IHC intrinsic subtypes can be defined by using markers as follows: luminal A (ER+ and/or PgR+, HER2–), luminal B (ER+ and/or PgR+, HER2+), HER2-enriched (ER–, PgR–, HER2+), and triple negative (ER–, PgR–, HER2–). The triple-negative subtype can be further divided into basal-like (ER–, PgR–, HER2–, CK5/6+, and/or HER1+) and unclassified (negative for all five markers) [5, 6, 7]. According to this system, the present case is the unclassified subtype. Due to the rarity of lipid-rich carcinomas, the association between intrinsic subtypes and aggressiveness has not been extensively studied.
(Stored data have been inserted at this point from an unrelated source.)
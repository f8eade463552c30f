//! Health Check Handlers
//!
//! # Endpoints
//! - `GET /` - Service banner with the resource map
//! - `GET /health` - Liveness (is the server running?)
//! - `GET /health/ready` - Readiness (can the database be reached?)

use std::time::Instant;

use axum::{extract::State, http::StatusCode, response::IntoResponse, Json};
use chrono::{DateTime, Utc};
use once_cell::sync::Lazy;
use serde::Serialize;

use crate::shared::error::ErrorResponse;
use crate::startup::AppState;

/// Server start time for uptime calculation
static SERVER_START: Lazy<Instant> = Lazy::new(Instant::now);
static SERVER_START_TIME: Lazy<DateTime<Utc>> = Lazy::new(Utc::now);

/// Initialize the server start time (call during startup)
pub fn init_server_start() {
    Lazy::force(&SERVER_START);
    Lazy::force(&SERVER_START_TIME);
}

/// Basic health response
#[derive(Debug, Serialize)]
pub struct HealthResponse {
    pub status: &'static str,
    pub timestamp: DateTime<Utc>,
}

/// Readiness response
#[derive(Debug, Serialize)]
pub struct ReadinessResponse {
    pub status: HealthStatus,
    pub version: &'static str,
    pub uptime_seconds: u64,
    pub started_at: String,
    pub database: ServiceHealth,
}

/// Health status for individual services
#[derive(Debug, Serialize)]
pub struct ServiceHealth {
    pub status: HealthStatus,
    #[serde(skip_serializing_if = "Option::is_none")]
    pub latency_ms: Option<u64>,
    #[serde(skip_serializing_if = "Option::is_none")]
    pub message: Option<String>,
}

/// Overall health status
#[derive(Debug, Clone, Copy, Serialize, PartialEq, Eq)]
#[serde(rename_all = "lowercase")]
pub enum HealthStatus {
    Healthy,
    Degraded,
    Unhealthy,
}

/// Service banner
#[derive(Debug, Serialize)]
pub struct IndexResponse {
    pub message: &'static str,
    pub version: &'static str,
    pub endpoints: Endpoints,
}

#[derive(Debug, Serialize)]
pub struct Endpoints {
    pub members: String,
    pub trainers: String,
    pub clubs: String,
    pub memberships: String,
    pub workouts: String,
    pub attendance: String,
}

impl Endpoints {
    fn under(prefix: &str) -> Self {
        Self {
            members: format!("{}/members", prefix),
            trainers: format!("{}/trainers", prefix),
            clubs: format!("{}/clubs", prefix),
            memberships: format!("{}/memberships", prefix),
            workouts: format!("{}/workouts", prefix),
            attendance: format!("{}/attendance", prefix),
        }
    }
}

/// Service banner listing the resource collections
pub async fn index(State(state): State<AppState>) -> Json<IndexResponse> {
    Json(IndexResponse {
        message: "Fitness Club API",
        version: env!("CARGO_PKG_VERSION"),
        endpoints: Endpoints::under(&state.settings.server.api_prefix),
    })
}

/// Basic health check endpoint
pub async fn health_check() -> Json<HealthResponse> {
    Json(HealthResponse {
        status: "OK",
        timestamp: Utc::now(),
    })
}

/// Readiness probe - checks if the server can accept traffic
/// Returns 200 if ready, 503 if the database is unavailable
pub async fn readiness(State(state): State<AppState>) -> impl IntoResponse {
    let database = check_database(&state).await;
    let status = database.status;

    let response = ReadinessResponse {
        status,
        version: env!("CARGO_PKG_VERSION"),
        uptime_seconds: SERVER_START.elapsed().as_secs(),
        started_at: SERVER_START_TIME.to_rfc3339(),
        database,
    };

    let status_code = match status {
        HealthStatus::Healthy | HealthStatus::Degraded => StatusCode::OK,
        HealthStatus::Unhealthy => StatusCode::SERVICE_UNAVAILABLE,
    };

    (status_code, Json(response))
}

/// Unknown route
pub async fn not_found() -> impl IntoResponse {
    (
        StatusCode::NOT_FOUND,
        Json(ErrorResponse::new("Not Found").with_message("The requested resource was not found")),
    )
}

/// Check database connectivity and latency
async fn check_database(state: &AppState) -> ServiceHealth {
    let start = Instant::now();
    match sqlx::query("SELECT 1").execute(&state.db).await {
        Ok(_) => {
            let latency = start.elapsed().as_millis() as u64;
            crate::infrastructure::metrics::update_db_pool_stats(
                state.db.num_idle() as u32,
                state.db.size().saturating_sub(state.db.num_idle() as u32),
                state.settings.database.max_connections,
            );
            ServiceHealth {
                status: classify_latency(latency),
                latency_ms: Some(latency),
                message: None,
            }
        }
        Err(e) => {
            tracing::warn!(error = %e, "Database readiness check failed");
            ServiceHealth {
                status: HealthStatus::Unhealthy,
                latency_ms: None,
                message: Some(format!("Database connection failed: {}", e)),
            }
        }
    }
}

fn classify_latency(latency_ms: u64) -> HealthStatus {
    if latency_ms < 100 {
        HealthStatus::Healthy
    } else {
        HealthStatus::Degraded
    }
}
In one study, 5 of 6 (83.3%) lipid-rich carcinomas were ER+ and/or PgR+, while 3 of 6 (50%) lipid-rich carcinomas were HER2+ [18]. In a study of 17 lipid-rich carcinomas, 1 tumor was ER+ and/or PgR+, and all 17 carcinomas were HER2+ [19]. In a third study, 5 of 49 (10.2%) lipid-rich carcinomas were ER+ and/or PgR+ and 35 of 49 (71.4%) lipid-rich carcinomas were HER2+ [20]. Thus, the positive rate of ER and/or PgR tended to be low, and HER2 expression tended to be high in these studies of lipid-rich carcinomas. According to IHC intrinsic subtype analysis, patients who have HER2-enriched and triple-negative subtype cancers have a significantly shorter disease-free survival period than patients with other subtypes [7]. The poor prognosis among triple-negative cases is conferred almost entirely in basal-like breast cancer [21]. Breast carcinoma with basal differentiation can be defined based on the expression of basal CK, such as CK5, CK6, and CK14 [13], and lipid-rich carcinoma with a basal cell phenotype (ER–, PgR–, HER2–, high molecular weight CK+, HER1+) has been reported [22]. Although the lipid-rich carcinoma in the present case report was ER- and PgR-negative, it was also negative for HER2 and basal cell CKs, and the patient remains disease-free 20 years after the surgery. Therefore, in lipid-rich carcinoma, like in other histologic types of breast carcinomas, HER2 and basal-like subtypes may indicate the aggressive behavior of the neoplasm.
Disclosure Statement
The authors have no conflicts of interest to declare.